I think that there’s a reasonable case to be made that [the Fed] hasn’t been as independent as it should be
Kevin Hassett, Chairman of the Council of Economic Advisers in the Trump administration from 2017 to 2019
The person Donald Trump might choose to run the Federal Reserve has supported the bank’s big interest rate cut in September, even though Trump has said that the decision was political.
Kevin Hassett, who led the Council of Economic Advisers during Trump’s presidency from 2017 to 2019, agreed with Trump that the Fed has been politically active in the past few years.
Hassett told the Financial Times that the Fed’s decision to lower its key interest rate by 0.5 percentage points instead of the usual quarter point was based on evidence that the U.S. job market was getting weaker.
Currently, Hassett is a fellow at the Hoover Institution at Stanford University. If Trump wins the election, he could be a candidate to be the next Fed chair when Jerome Powell’s term ends in 2026.
Hassett told the FT’s Unhedged newsletter, “The most recent move to start lowering rates made a lot of sense based on the data that they had at the time.” “It did look like things were slowing down very quickly.”

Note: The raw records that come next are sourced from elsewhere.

use tracing::info;
use ulid::Ulid;

use crate::limits::*;
use crate::model::*;

use super::policy::{authorize, Caller, Target};
use super::{Engine, EngineError};

/// Full set of court fields for create and update. `owner_id` defaults to
/// the caller on create and to the current owner on update.
#[derive(Debug, Clone, PartialEq)]
pub struct CourtDraft {
    pub name: String,
    pub address: String,
    pub location: Option<GeoPoint>,
    pub price_cents: u64,
    pub owner_id: Option<Ulid>,
}

#[derive(Debug, Clone, Default, PartialEq)]
pub struct CourtPatch {
    pub name: Option<String>,
    pub address: Option<String>,
    pub lat: Option<f64>,
    pub lng: Option<f64>,
    pub price_cents: Option<u64>,
    pub owner_id: Option<Ulid>,
}

fn validate_text(value: &str, field: &'static str, max: usize) -> Result<String, EngineError> {
    let trimmed = value.trim();
    if trimmed.is_empty() {
        return Err(EngineError::Validation(format!("{field} must not be blank")));
    }
    if trimmed.len() > max {
        return Err(EngineError::LimitExceeded(field));
    }
    Ok(trimmed.to_string())
}

fn validate_location(location: Option<GeoPoint>) -> Result<Option<GeoPoint>, EngineError> {
    if let Some(GeoPoint { lat, lng }) = location
        && !((-90.0..=90.0).contains(&lat) && (-180.0..=180.0).contains(&lng))
    {
        return Err(EngineError::Validation(format!("invalid coordinates ({lat}, {lng})")));
    }
    Ok(location)
}

fn validate_court(court: Court) -> Result<Court, EngineError> {
    if court.price_cents > MAX_PRICE_CENTS {
        return Err(EngineError::LimitExceeded("price"));
    }
    Ok(Court {
        name: validate_text(&court.name, "name", MAX_NAME_LEN)?,
        address: validate_text(&court.address, "address", MAX_ADDRESS_LEN)?,
        location: validate_location(court.location)?,
        ..court
    })
}

impl Engine {
    /// The owner must exist and hold a role that can own courts; the caller
    /// must be allowed to assign it.
    fn resolve_owner(&self, caller: &Caller, owner_id: Ulid) -> Result<User, EngineError> {
        authorize(caller, Target::court(caller, owner_id))?;
        let owner = self.require_user(owner_id)?;
        if !owner.role.can_own_courts() {
            return Err(EngineError::Validation(format!(
                "user {owner_id} has role {} and cannot own courts",
                owner.role
            )));
        }
        Ok(owner)
    }

    pub async fn create_court(&self, caller: &Caller, draft: CourtDraft) -> Result<CourtView, EngineError> {
        let _gate = self.begin_commit().await;
        // Held until the court is inserted, so a concurrent demotion of the
        // owner either sees the court or is seen by the role check.
        let _directory = self.directory_lock.lock().await;
        let owner = self.resolve_owner(caller, draft.owner_id.unwrap_or(caller.user_id))?;
        let court = validate_court(Court {
            id: Ulid::new(),
            owner_id: owner.id,
            name: draft.name,
            address: draft.address,
            location: draft.location,
            price_cents: draft.price_cents,
        })?;

        if self.store.court_count() >= MAX_COURTS {
            return Err(EngineError::LimitExceeded("too many courts"));
        }
        self.wal_append(&Event::CourtCreated { court: court.clone() }).await?;
        self.store.insert_court(court.clone());
        info!("court {} ({}) created for owner {}", court.id, court.name, owner.id);
        Ok(self.court_view(&court))
    }

    pub async fn update_court(
        &self,
        caller: &Caller,
        id: Ulid,
        draft: CourtDraft,
    ) -> Result<CourtView, EngineError> {
        self.rewrite_court(caller, id, |existing| {
            Ok(Court {
                id,
                owner_id: draft.owner_id.unwrap_or(existing.owner_id),
                name: draft.name.clone(),
                address: draft.address.clone(),
                location: draft.location,
                price_cents: draft.price_cents,
            })
        })
        .await
    }

    pub async fn patch_court(
        &self,
        caller: &Caller,
        id: Ulid,
        patch: CourtPatch,
    ) -> Result<CourtView, EngineError> {
        self.rewrite_court(caller, id, |existing| {
            let mut next = existing.clone();
            if let Some(name) = &patch.name {
                next.name = name.clone();
            }
            if let Some(address) = &patch.address {
                next.address = address.clone();
            }
            if patch.lat.is_some() || patch.lng.is_some() {
                let current = existing.location;
                let lat = patch.lat.or(current.map(|p| p.lat));
                let lng = patch.lng.or(current.map(|p| p.lng));
                next.location = match (lat, lng) {
                    (Some(lat), Some(lng)) => Some(GeoPoint { lat, lng }),
                    _ => {
                        return Err(EngineError::Validation(
                            "lat and lng must be set together".into(),
                        ));
                    }
                };
            }
            if let Some(price_cents) = patch.price_cents {
                next.price_cents = price_cents;
            }
            if let Some(owner_id) = patch.owner_id {
                next.owner_id = owner_id;
            }
            Ok(next)
        })
        .await
    }

    async fn rewrite_court<F>(&self, caller: &Caller, id: Ulid, build: F) -> Result<CourtView, EngineError>
    where
        F: FnOnce(&Court) -> Result<Court, EngineError>,
    {
        let _gate = self.begin_commit().await;
        // Directory before court: `set_role` reads court owners under it.
        let _directory = self.directory_lock.lock().await;
        let handle = self.court_handle(id)?;
        let mut guard = handle.write().await;
        self.ensure_live(&guard)?;
        authorize(caller, Target::court(caller, guard.court.owner_id))?;

        let court = validate_court(build(&guard.court)?)?;
        if court.owner_id != guard.court.owner_id {
            self.resolve_owner(caller, court.owner_id)?;
        }
        self.persist_to_court(&mut guard, &Event::CourtUpdated { court: court.clone() })
            .await?;
        info!("court {id} updated by {}", caller.user_id);
        Ok(self.court_view(&court))
    }

    /// Refused while the court has any booking, whatever its status.
    pub async fn delete_court(&self, caller: &Caller, id: Ulid) -> Result<(), EngineError> {
        let _gate = self.begin_commit().await;
        let handle = self.court_handle(id)?;
        let guard = handle.write().await;
        self.ensure_live(&guard)?;
        authorize(caller, Target::court(caller, guard.court.owner_id))?;
        if !guard.bookings.is_empty() {
            return Err(EngineError::CourtHasBookings(id));
        }

        self.wal_append(&Event::CourtDeleted { id }).await?;
        self.store.remove_court(&id);
        info!("court {id} deleted by {}", caller.user_id);
        Ok(())
    }

    /// A court handle obtained before a concurrent delete must not be written.
    pub(crate) fn ensure_live(&self, cs: &CourtState) -> Result<(), EngineError> {
        if self.store.get_court(&cs.id()).is_none() {
            return Err(EngineError::not_found("court", cs.id()));
        }
        Ok(())
    }
}

#[cfg(test)]
mod tests {
    use super::*;

    fn court(name: &str, address: &str) -> Court {
        Court {
            id: Ulid::new(),
            owner_id: Ulid::new(),
            name: name.into(),
            address: address.into(),
            location: None,
            price_cents: 1500,
        }
    }

    #[test]
    fn court_fields_are_trimmed() {
        let c = validate_court(court("  Pista 1 ", " Calle 2 ")).unwrap();
        assert_eq!(c.name, "Pista 1");
        assert_eq!(c.address, "Calle 2");
    }

    #[test]
    fn blank_fields_rejected() {
        assert!(matches!(validate_court(court("   ", "Calle")), Err(EngineError::Validation(_))));
        assert!(matches!(validate_court(court("Pista", "")), Err(EngineError::Validation(_))));
        let long = "x".repeat(MAX_NAME_LEN + 1);
        assert!(matches!(validate_court(court(&long, "Calle")), Err(EngineError::LimitExceeded(_))));
    }

    #[test]
    fn coordinates_checked() {
        let mut c = court("Pista", "Calle");
        c.location = Some(GeoPoint { lat: 91.0, lng: 0.0 });
        assert!(validate_court(c.clone()).is_err());
        c.location = Some(GeoPoint { lat: f64::NAN, lng: 0.0 });
        assert!(validate_court(c.clone()).is_err());
        c.location = Some(GeoPoint { lat: -34.6, lng: -58.4 });
        assert!(validate_court(c).is_ok());
    }
}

Before the big interest rate cut by the Fed, Trump spoke out against it at the Detroit Economic Club in early October.
Trump said, “The Federal Reserve lowered interest rates a bit too quickly.” He also said, “It was too big of a cut, and everyone knows that was a political move they tried to make before the election.” This meant that he thought the Fed was trying to lower interest rates on loans to help Kamala Harris, the Democratic candidate for president.
In the past, Trump has said bad things about Powell. For example, in 2019, he wanted the Fed to lower interest rates before the 2020 elections.
Hassett said, “I think there’s a reasonable case to be made that [the Fed] hasn’t been as independent as it should be.” He used the example of the central bank’s decision to raise interest rates in December 2016, just before Trump’s inauguration, even though data showed that it was “not supportive of a hike.”
Later, he said, “when there was a fiscal policy blowout with a fully Democratic government, the Fed didn’t do anything to fix it.”
But Hassett played down worries that Trump would try to weaken the Fed’s independence if he was elected president again.
It was said, “I am sure that President Trump supports the independence of the central bank. But he also wants to be heard, and he wants people there who are truly independent.”
It has never been true, according to the Fed, that politics affect US monetary policy.
The Fed lowered interest rates by a half-point last month. They are likely to do it again after the November elections and again in December.
Hassett said, “I wouldn’t give them a bad grade for the September move, but looking back, it looks like they probably wish they hadn’t done it.”